Ghana’s Nationwide Democratic Congress (NDC) celebration – which can method the then executive later successful elections on 7 December – promised in its marketing campaign manifesto to “enhance” border safety with “international partners”, in addition to enhance the rustic’s understanding features.

In August 2023, the Ecu Union introduced that as a part of a 20m euro ($21.6m; £16.6m) backup package deal it will provide Ghana with about 100 armoured cars, in addition to surveillance apparatus comparable to drones.

Many civilians and refugees move the Ghana-Burkina Faso border via footpaths and again roads to paintings, business or talk over with family members in spite of the protection possibility – and James stated he was once one in every of them. He was once travelling all of the technique to Senegal on his bike when he was once taken captive.

AFP This aerial view shows refugee women crossing the dry beds of the White Volta river to their farms in Burkina Faso from Issakateng-Bausi, in Bawku, northern Ghana, on 7 December 2022AFP

Society regularly journey between Ghana and Burkina Faso to paintings on farms or to search for their stray cattle

Upcoming driving for almost a month, he stated he encountered the insurgents in north-western Burkina Faso, as he was once nearing the border with Mali.

A handful of jihadists, additionally on motorbikes, forbidden him and took him to their camp the place he was once interrogated till their commander was once satisfied that he was once now not a undercover agent, James stated.

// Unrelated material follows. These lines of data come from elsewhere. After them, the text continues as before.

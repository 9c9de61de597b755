//! Compile-once cache of compiled modules, keyed by artifact name
//!
//! The first request for a name installs an empty cell and compiles into it;
//! concurrent and later requests for the same name wait on that same cell.
//! A failed compilation leaves the cell empty, so the next request retries.

use std::collections::HashMap;
use std::sync::{Arc, Mutex, PoisonError};

use tokio::sync::OnceCell;
use tracing::{debug, warn};

use crate::artifact::Artifact;
use crate::error::Result;
use crate::runtime::{CompiledModule, Runtime};

type Slot = Arc<OnceCell<Arc<dyn CompiledModule>>>;

/// Memoized compiled modules
#[derive(Default)]
pub struct ArtifactCache {
    modules: Mutex<HashMap<String, Slot>>,
}

impl ArtifactCache {
    /// Create an empty cache
    pub fn new() -> Self {
        Self::default()
    }

    /// Return the compiled module for `artifact`, compiling it at most once
    pub async fn get_or_compile(
        &self,
        artifact: &Artifact,
        runtime: &dyn Runtime,
    ) -> Result<Arc<dyn CompiledModule>> {
        let slot = self.slot(artifact.name());

        let module = slot
            .get_or_try_init(|| async {
                debug!(
                    artifact = artifact.name(),
                    runtime = runtime.name(),
                    "compiling artifact"
                );
                artifact.verify()?;
                runtime.compile(artifact)
            })
            .await
            .map_err(|error| {
                warn!(artifact = artifact.name(), %error, "artifact compilation failed");
                error
            })?;

        Ok(Arc::clone(module))
    }

    /// Whether a compiled module is cached under `name`
    pub fn contains(&self, name: &str) -> bool {
        self.lock()
            .get(name)
            .is_some_and(|slot| slot.initialized())
    }

    /// Number of compiled modules
    pub fn len(&self) -> usize {
        self.lock()
            .values()
            .filter(|slot| slot.initialized())
            .count()
    }

    /// Whether nothing has been compiled yet
    pub fn is_empty(&self) -> bool {
        self.len() == 0
    }

    /// Drop the entry for `name`; the next request recompiles
    pub fn evict(&self, name: &str) -> bool {
        self.lock().remove(name).is_some()
    }

    fn slot(&self, name: &str) -> Slot {
        let mut modules = self.lock();
        Arc::clone(modules.entry(name.to_string()).or_default())
    }

    fn lock(&self) -> std::sync::MutexGuard<'_, HashMap<String, Slot>> {
        // The map is only ever inserted into or removed from; a panic
        // elsewhere cannot leave it half-updated.
        self.modules.lock().unwrap_or_else(PoisonError::into_inner)
    }
}

impl std::fmt::Debug for ArtifactCache {
    fn fmt(&self, f: &mut std::fmt::Formatter<'_>) -> std::fmt::Result {
        f.debug_struct("ArtifactCache")
            .field("compiled", &self.len())
            .finish()
    }
}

He added that his blindfold – the trademark dull jihadist flag – was once after got rid of.

James stated he discovered about 500 insurgents – most commonly younger males, together with one that known himself as a physician – residing within the camp.

Situated in desert-like ground, it was once made up of thatch-roofed huts, with little electricity-generating sun panels, he stated.

He added that the camp was once divided into 3 categories – for commanders and their households, lower-ranking jihadists and captured villagers and infantrymen.

James stated he was once detained within the endmost division, however were given “closer” to the jihadists in the second one future as he increasingly more acted as despite the fact that he had turn into a sympathiser in their motive.

They sat round in teams of 5 or 10, and listened to the songs of Salif Keïta, the Malian musician referred to as the Blonde Tonality of Africa, James stated.

Alternative jihadist teams have prohibited track, pronouncing it’s un-Islamic.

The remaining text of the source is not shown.